Retype verbatim the lines of the listing, from the very first through the line with "use anyhow::Context;".

[Start of Attachment]

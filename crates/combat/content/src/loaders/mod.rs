//! Content loaders for reading combat data from files.
//!
//! Catalogs are RON, tuning is TOML. Each loader has an embedded default and
//! a `from_path` variant for hosts that ship their own data.

pub mod abilities;
pub mod conditions;
pub mod config;

pub use abilities::AbilityCatalog;
pub use conditions::ConditionCatalog;
pub use config::ConfigLoader;

use std::path::Path;

use anyhow::Context;
use serde::de::DeserializeOwned;

/// Error returned by every loader. Carries the file and definition context.
pub type LoadError = anyhow::Error;

/// Common result type for loaders.
pub type LoadResult<T> = anyhow::Result<T>;

/// Helper function to read file contents.
pub(crate) fn read_file(path: &Path) -> LoadResult<String> {
    std::fs::read_to_string(path).with_context(|| format!("Failed to read file {}", path.display()))
}

/// Parses RON text, naming `origin` in the error.
pub(crate) fn parse_ron<T: DeserializeOwned>(source: &str, origin: &str) -> LoadResult<T> {
    ron::from_str(source).with_context(|| format!("Failed to parse {origin}"))
}
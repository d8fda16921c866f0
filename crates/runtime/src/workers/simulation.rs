//! Simulation worker that owns the authoritative [`CombatWorld`].
//!
//! Receives commands from [`RuntimeHandle`](crate::RuntimeHandle), drives the
//! world heartbeat on a fixed interval, and forwards every combat event to
//! the runtime [`EventBus`].

use std::time::Duration;

use glam::Vec3;
use tokio::sync::{mpsc, oneshot};
use tokio::time::MissedTickBehavior;
use tracing::{debug, info, trace};

use combat_core::{
    AbilityId, AbilityTarget, CombatWorld, EffectKind, EffectOutcome, EffectParams, EntityId, RequestOutcome,
    Subscription, UpdateSummary,
};

use crate::api::{EntitySnapshot, Result, RuntimeError, SpawnSpec};
use crate::events::{Event, EventBus, RuntimeEvent};

/// Commands that can be sent to the simulation worker
pub enum Command {
    Spawn {
        spec: SpawnSpec,
        reply: oneshot::Sender<Result<EntityId>>,
    },
    Despawn {
        entity: EntityId,
        reply: oneshot::Sender<Result<()>>,
    },
    Grant {
        entity: EntityId,
        ability: AbilityId,
        reply: oneshot::Sender<Result<()>>,
    },
    RequestAbility {
        entity: EntityId,
        ability: AbilityId,
        target: AbilityTarget,
        reply: oneshot::Sender<Result<RequestOutcome>>,
    },
    Interrupt {
        entity: EntityId,
        reply: oneshot::Sender<Result<AbilityId>>,
    },
    /// Moves an entity and optionally turns it.
    Move {
        entity: EntityId,
        position: Vec3,
        facing: Option<Vec3>,
        reply: oneshot::Sender<Result<()>>,
    },
    ExecuteEffect {
        kind: EffectKind,
        params: Box<EffectParams>,
        reply: oneshot::Sender<Result<EffectOutcome>>,
    },
    QueryEntity {
        entity: EntityId,
        reply: oneshot::Sender<Option<EntitySnapshot>>,
    },
    /// Runs one update outside the heartbeat.
    Update { reply: oneshot::Sender<UpdateSummary> },
    /// Stops the loop after the commands queued before it.
    Shutdown,
}

/// Background task that processes combat commands.
pub struct SimulationWorker {
    world: CombatWorld,
    command_rx: mpsc::Receiver<Command>,
    event_bus: EventBus,
    heartbeat: Duration,
    seed: u64,
    updates: u64,
    _bridge: Subscription,
}

impl SimulationWorker {
    pub fn new(
        world: CombatWorld,
        command_rx: mpsc::Receiver<Command>,
        event_bus: EventBus,
        heartbeat: Duration,
        seed: u64,
    ) -> Self {
        let forward = event_bus.clone();
        let bridge = world.bus().subscribe_all(move |event| {
            forward.publish(Event::Combat(event.clone()));
            Ok(())
        });

        info!(
            target: "runtime::worker",
            heartbeat_ms = heartbeat.as_millis() as u64,
            seed,
            "simulation worker initialized"
        );

        Self {
            world,
            command_rx,
            event_bus,
            heartbeat: heartbeat.max(Duration::from_millis(1)),
            seed,
            updates: 0,
            _bridge: bridge,
        }
    }

    /// Main worker loop.
    pub async fn run(mut self) {
        self.event_bus.publish(Event::Runtime(RuntimeEvent::Started {
            at: self.world.now(),
            seed: self.seed,
        }));

        let mut heartbeat = tokio::time::interval(self.heartbeat);
        heartbeat.set_missed_tick_behavior(MissedTickBehavior::Delay);

        loop {
            tokio::select! {
                cmd = self.command_rx.recv() => {
                    match cmd {
                        Some(Command::Shutdown) | None => break,
                        Some(cmd) => {
                            self.update();
                            self.handle_command(cmd);
                        }
                    }
                }
                _ = heartbeat.tick() => {
                    self.update();
                }
            }
        }

        // Settle anything that came due before stopping.
        self.update();
        self.event_bus.publish(Event::Runtime(RuntimeEvent::Stopped {
            at: self.world.now(),
            updates: self.updates,
        }));
        info!(target: "runtime::worker", updates = self.updates, "simulation worker stopped");
    }

    fn update(&mut self) -> UpdateSummary {
        let summary = self.world.update();
        self.updates += 1;
        if summary.timers_fired > 0 || summary.deferred_run > 0 {
            trace!(
                target: "runtime::worker",
                timers = summary.timers_fired,
                deferred = summary.deferred_run,
                "update"
            );
        }
        summary
    }

    fn handle_command(&mut self, cmd: Command) {
        match cmd {
            Command::Spawn { spec, reply } => {
                let result = self.spawn(spec);
                respond(reply, result, "Spawn");
            }
            Command::Despawn { entity, reply } => {
                let result = self.world.despawn(entity).map(|_| ()).map_err(RuntimeError::from);
                respond(reply, result, "Despawn");
            }
            Command::Grant { entity, ability, reply } => {
                let result = self.world.grant(entity, &ability).map_err(RuntimeError::from);
                respond(reply, result, "Grant");
            }
            Command::RequestAbility {
                entity,
                ability,
                target,
                reply,
            } => {
                let result = self
                    .world
                    .request_ability(entity, &ability, target)
                    .map_err(RuntimeError::from);
                if let Err(e) = &result {
                    debug!(target: "runtime::worker", %entity, %ability, error = %e, "request rejected");
                }
                respond(reply, result, "RequestAbility");
            }
            Command::Interrupt { entity, reply } => {
                let result = self.world.interrupt(entity).map_err(RuntimeError::from);
                respond(reply, result, "Interrupt");
            }
            Command::Move {
                entity,
                position,
                facing,
                reply,
            } => {
                let result = self.move_entity(entity, position, facing);
                respond(reply, result, "Move");
            }
            Command::ExecuteEffect { kind, params, reply } => {
                let result = self.world.execute_effect(kind, *params).map_err(RuntimeError::from);
                respond(reply, result, "ExecuteEffect");
            }
            Command::QueryEntity { entity, reply } => {
                let snapshot = EntitySnapshot::capture(&self.world, entity);
                respond(reply, snapshot, "QueryEntity");
            }
            Command::Update { reply } => {
                let summary = self.update();
                respond(reply, summary, "Update");
            }
            // Handled by the run loop.
            Command::Shutdown => {}
        }
    }

    /// Spawns the entity, then grants its abilities. A failed grant removes
    /// the entity again so callers never see a half-built combatant.
    fn spawn(&mut self, spec: SpawnSpec) -> Result<EntityId> {
        let SpawnSpec {
            kind,
            world,
            base_stats,
            attributes,
            abilities,
        } = spec;

        let id = self.world.spawn(kind, world, base_stats, attributes);
        for ability in &abilities {
            if let Err(e) = self.world.grant(id, ability) {
                let _ = self.world.despawn(id);
                return Err(e.into());
            }
        }
        Ok(id)
    }

    fn move_entity(&mut self, entity: EntityId, position: Vec3, facing: Option<Vec3>) -> Result<()> {
        self.world.set_position(entity, position)?;
        if let Some(facing) = facing {
            self.world.set_facing(entity, facing)?;
        }
        Ok(())
    }
}

fn respond<T>(reply: oneshot::Sender<T>, value: T, command: &'static str) {
    if reply.send(value).is_err() {
        debug!(target: "runtime::worker", command, "reply channel closed (caller dropped)");
    }
}
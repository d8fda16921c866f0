//! Common error infrastructure for combat-core.
//!
//! Each subsystem defines its own error enum next to the operations it
//! validates (`AbilityError`, `ConditionError`, ...). They all implement
//! [`CombatError`] so hosts can pick a log level and a stable code without
//! matching on every variant.
//!
//! Validation failures are ordinary `Err` values whose `Display` text is the
//! human-readable reason relayed to clients. No operation in this crate
//! panics on bad input.

/// Severity level of an error, used for categorization and log levels.
#[derive(Clone, Copy, Debug, PartialEq, Eq, Hash)]
#[cfg_attr(feature = "serde", derive(serde::Serialize, serde::Deserialize))]
pub enum ErrorSeverity {
    /// Temporary condition; the same request may succeed later.
    ///
    /// Examples: ability on cooldown, not enough resource.
    Recoverable,

    /// Invalid input; should not be retried unchanged.
    ///
    /// Examples: unknown ability, dead target, missing effect field.
    Validation,

    /// Unexpected state inconsistency. Indicates a bug.
    Internal,

    /// Engine state can no longer be trusted.
    Fatal,
}

impl ErrorSeverity {
    pub const fn as_str(&self) -> &'static str {
        match self {
            Self::Recoverable => "recoverable",
            Self::Validation => "validation",
            Self::Internal => "internal",
            Self::Fatal => "fatal",
        }
    }

    pub const fn is_recoverable(&self) -> bool {
        matches!(self, Self::Recoverable)
    }

    pub const fn is_internal(&self) -> bool {
        matches!(self, Self::Internal | Self::Fatal)
    }
}

impl std::fmt::Display for ErrorSeverity {
    fn fmt(&self, f: &mut std::fmt::Formatter<'_>) -> std::fmt::Result {
        f.write_str(self.as_str())
    }
}

/// Trait implemented by every error type in combat-core.
pub trait CombatError: std::error::Error {
    /// Severity classification for this error.
    fn severity(&self) -> ErrorSeverity;

    /// Stable identifier, formatted as `DOMAIN_ERROR_NAME`.
    fn error_code(&self) -> &'static str;
}

#[cfg(test)]
mod tests {
    use super::*;

    #[test]
    fn severity_classification() {
        assert!(ErrorSeverity::Recoverable.is_recoverable());
        assert!(!ErrorSeverity::Validation.is_recoverable());
        assert!(ErrorSeverity::Internal.is_internal());
        assert!(ErrorSeverity::Fatal.is_internal());
        assert_eq!(ErrorSeverity::Validation.to_string(), "validation");
    }
}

[End of Attachment]

_Final answer:_
filename crates/combat/content/src/loaders/mod.rs
//! Content loaders for reading combat data from files.
//!
//! Catalogs are RON, tuning is TOML. Each loader has an embedded default and
//! a `from_path` variant for hosts that ship their own data.

pub mod abilities;
pub mod conditions;
pub mod config;

pub use abilities::AbilityCatalog;
pub use conditions::ConditionCatalog;
pub use config::ConfigLoader;

use std::path::Path;

use anyhow::Context;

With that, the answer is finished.